And so war becomes a business which turns the normal polarities of science on its head, and instead of sharing as widely as possible to get the best minds all working together, it's a matter of trying to discover your opponent's secrets at the same time as preventing advances in science and physics and chemistry reaching the other side. So it's a very very different way of thinking of things. Yeah, it's very much moving from a global view of universities and education and scientific
progress to a nationalist view of sort of the same thing. I mean, you know, the more things change, the more things stay the same. We're doing the same right now for superconductor technology when it comes to the United States and trying to guard some of those secrets from I'll put it in air quotations enemies, and it would be potential enemies. An enemy is something that
you declare. So one of the one of the other things that I really think is interesting about books and about the importance of books in military not just technology, like we can understand that, but I'm going to come back to it, but also in terms of the quality of the soldier and the quality of the commander who's leading them. I think books play a role there,
and literacy plays a role that sometimes gets discounted. Listeners of the show will remember, you know, recently we had an author on talking about the Franco Prussian War, and one of the advantages that the Prussians had was, you know, particularly their officer corps was more literate. They could they could read messages, they could read and understand the maps. They can act more independently, you know, when you don't have the capacity to transfer information, you
know, using radios and things of that nature. If your front of the line staff is not literate and the other front of the line staff is, that's a major problem for them. And I thought that the part of the book about officer training and the Prussian cadet schools was really interesting. So I was wondering if you could tell us a little bit more about that, because I saw sort of a tie in between some of the two recent books that
I've been looking at well. I think that books of strategy have been around as long as there has been writing. The Art of War by Sunsu is a very famous work of strategic thinking, which was written in the sixth century BC, but of course it changed incrementally with the invention of printing in around
fourteen fifty. One of the things I do in my daily work is work on the first two centuries of printing, and we have a collective enterprise called a Universal Short Title Catalog where we list all that and classify it according to genre. And we've so far collected three thousand plus military handbooks printed in the
first two and a half centuries of print, which is astonishing really. But on the other hand, what we're talking about there is books for the gentleman and amateur, if you like, for the colonel who wants to know about the latest tactics, who wants to know about sword play, wants to me
about troop found formations. It's only really with the establishment of these of a professional officer class, which comes in at different points really in the eighteenth and nineteenth century, very important in the New United States and in Germany, important still in France and Great Britain, but in cultures which still allow a noble
officer class to have very much the upper hand. I think one of the most important influences in the development of military strategy is Napoleon, not necessarily deliberately, but because he was a winner of battles without any equal in the early nineteenth century, so people started studying Napoleon's tactics, studying his way of making
battlefield war winnable. And that remains the case until these three great victories that the Prussian Army have in the middle of the nineteenth century over Denmark, after over Austria, over over France, and people begin to realize that a new military superpower has emerged in the continents of Europe, almost by stealth, and so people begin to realize that there's something special about the German waging of war.

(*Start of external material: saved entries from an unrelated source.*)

use ahash::AHashMap;
use tracing::debug;

use crate::engine::asset::Asset;
use crate::engine::exchange::{Exchange, Hub};
use crate::engine::market::Market;
use crate::engine::types::{AssetId, ExchangeId, HubId, MarketId, MarketKey};

/// Every asset, exchange, hub and market the graph has discovered.
///
/// Entities are created on first lookup and never removed, so ids handed out
/// here stay valid for the lifetime of the universe.
#[derive(Debug, Default)]
pub struct Universe {
    assets: Vec<Asset>,
    asset_index: AHashMap<String, AssetId>,
    exchanges: Vec<Exchange>,
    exchange_index: AHashMap<String, ExchangeId>,
    hubs: Vec<Hub>,
    markets: Vec<Market>,
    basis: Option<AssetId>,
}

impl Universe {
    pub fn new() -> Self {
        Self::default()
    }

    pub fn add_exchange(&mut self, name: &str) -> ExchangeId {
        if let Some(id) = self.exchange_index.get(name) {
            return *id;
        }
        let id = ExchangeId(self.exchanges.len());
        self.exchanges.push(Exchange::new(id, name));
        self.exchange_index.insert(name.to_string(), id);
        id
    }

    /// Get-or-create the asset for `symbol`.
    pub fn asset_for(&mut self, symbol: &str) -> AssetId {
        if let Some(id) = self.asset_index.get(symbol) {
            return *id;
        }
        let id = AssetId(self.assets.len());
        self.assets.push(Asset::new(id, symbol));
        self.asset_index.insert(symbol.to_string(), id);
        debug!(symbol, "Registered asset");
        id
    }

    /// Get-or-create the hub quoting in `symbol` on `exchange`.
    pub fn hub_for(&mut self, exchange: ExchangeId, symbol: &str) -> HubId {
        if let Some(id) = self.exchanges[exchange.0].hub(symbol) {
            return id;
        }
        let asset = self.asset_for(symbol);
        let id = HubId(self.hubs.len());
        self.hubs.push(Hub::new(id, exchange, asset, symbol));
        self.exchanges[exchange.0].insert_hub(symbol, id);
        self.assets[asset.0].add_hub(id);
        id
    }

    /// Get-or-create the market trading `symbol` under `hub`.
    pub fn market_for(&mut self, hub: HubId, symbol: &str) -> MarketId {
        if let Some(id) = self.hubs[hub.0].market(symbol) {
            return id;
        }
        let asset = self.asset_for(symbol);
        let (exchange, hub_symbol) = {
            let h = &self.hubs[hub.0];
            (h.exchange(), h.symbol().to_string())
        };
        let key = MarketKey::new(self.exchanges[exchange.0].name(), &hub_symbol, symbol);
        let id = MarketId(self.markets.len());
        debug!(market = %key, "Registered market");
        self.markets.push(Market::new(id, exchange, hub, asset, key));
        self.hubs[hub.0].insert_market(symbol, id);
        self.assets[asset.0].add_market(id);
        id
    }

    pub fn find_asset(&self, symbol: &str) -> Option<AssetId> {
        self.asset_index.get(symbol).copied()
    }

    pub fn find_exchange(&self, name: &str) -> Option<ExchangeId> {
        self.exchange_index.get(name).copied()
    }

    pub fn find_market(&self, key: &MarketKey) -> Option<MarketId> {
        let exchange = self.find_exchange(&key.exchange)?;
        let hub = self.exchanges[exchange.0].hub(&key.hub)?;
        self.hubs[hub.0].market(&key.market)
    }

    /// The market for `market_symbol` quoted in `hub_symbol` on `exchange`,
    /// i.e. the market that converts between the two currencies there. A
    /// currency never converts into itself.
    pub fn get_conversion(&self, exchange: ExchangeId, hub_symbol: &str, market_symbol: &str) -> Option<MarketId> {
        if hub_symbol == market_symbol {
            return None;
        }
        let hub = self.exchanges.get(exchange.0)?.hub(hub_symbol)?;
        self.hubs[hub.0].market(market_symbol)
    }

    /// Same quote currency on two different venues.
    pub fn is_simple_arb(&self, origin: MarketId, destination: MarketId) -> bool {
        let (o, d) = (&self.markets[origin.0], &self.markets[destination.0]);
        o.exchange() != d.exchange() && o.hub_symbol() == d.hub_symbol()
    }

    pub fn asset(&self, id: AssetId) -> &Asset {
        &self.assets[id.0]
    }

    pub fn exchange(&self, id: ExchangeId) -> &Exchange {
        &self.exchanges[id.0]
    }

    pub fn hub(&self, id: HubId) -> &Hub {
        &self.hubs[id.0]
    }

    pub fn market(&self, id: MarketId) -> &Market {
        &self.markets[id.0]
    }

    pub(crate) fn market_mut(&mut self, id: MarketId) -> &mut Market {
        &mut self.markets[id.0]
    }

    pub fn assets(&self) -> &[Asset] {
        &self.assets
    }

    pub fn exchanges(&self) -> &[Exchange] {
        &self.exchanges
    }

    pub fn markets(&self) -> &[Market] {
        &self.markets
    }

    pub fn basis(&self) -> Option<AssetId> {
        self.basis
    }

    pub(crate) fn set_basis(&mut self, asset: AssetId) {
        self.basis = Some(asset);
    }
}
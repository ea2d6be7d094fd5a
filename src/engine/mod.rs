// Market graph core: entities, statistics, books, and the graph itself
pub mod asset;
pub mod book;
pub mod channel;
mod conversion; // basis-size conversion helpers on Universe
pub mod exchange;
pub mod graph;
pub mod market;
pub mod stats;
pub mod types;
pub mod universe;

And I agree with what your other author has to say about the importance of cadet education, but I think in some respects it's as is important for practical training and s breeder corps. And that's one of the things you notice about the Prussian Army. There's this strong sense of the are leading figures in
a largely militarized society. Prussia was a place where there was compulsory military service for the whole population, who could then be called back to arms very quickly, in a way that was still slightly regarded with slight suspicion in somewhere where like England, where people were always afraid that if you had too much army, they'd have too much influence in government, which had to be a civilian affair. So there was also a different national philosophy underlying what happened when these
two countries went to war. Britain was never really a military power in the sense of an army. It had the biggest navy in the world. It's navy in the nineteenth century could take on any two hostile navies, but it didn't have a lot of men under arms on a permanent basis, and that was what showed up in the First World War. Yeah, it's interesting as you're thinking and talking about cadet manuals and things that could be used to educate
common soldiers and also tactics things of course I'm thinking of. And the tie in with the Prussians and the Germans is of course Van vn. Steuben, you know, one of those famous Prussian military commanders comes over to the United States or what's going to be the United States. You know, it serves with General Washington and you know, rights than the military handbook that is used
by the American Armed Forces for for a very long time afterwards. So there was something that the Prussians and then I suppose by the transit of property the Germans sort of figured out maybe before everybody else was able to figure it out. And I think that that that is really important and relevant to analyzing just how important books are to the ability to fight war, but they're also important
in changing public attitudes and driving nations towards war just as important. And the book that you talk about, and that is a book that's going to be familiar to a lot of my audience, especially my American audience that went to American public schools. I'm talking about Uncle Tom's Cabin. Uncle Tom's Cabin a critical, critically influential book in really lighting the fires of the American Civil War.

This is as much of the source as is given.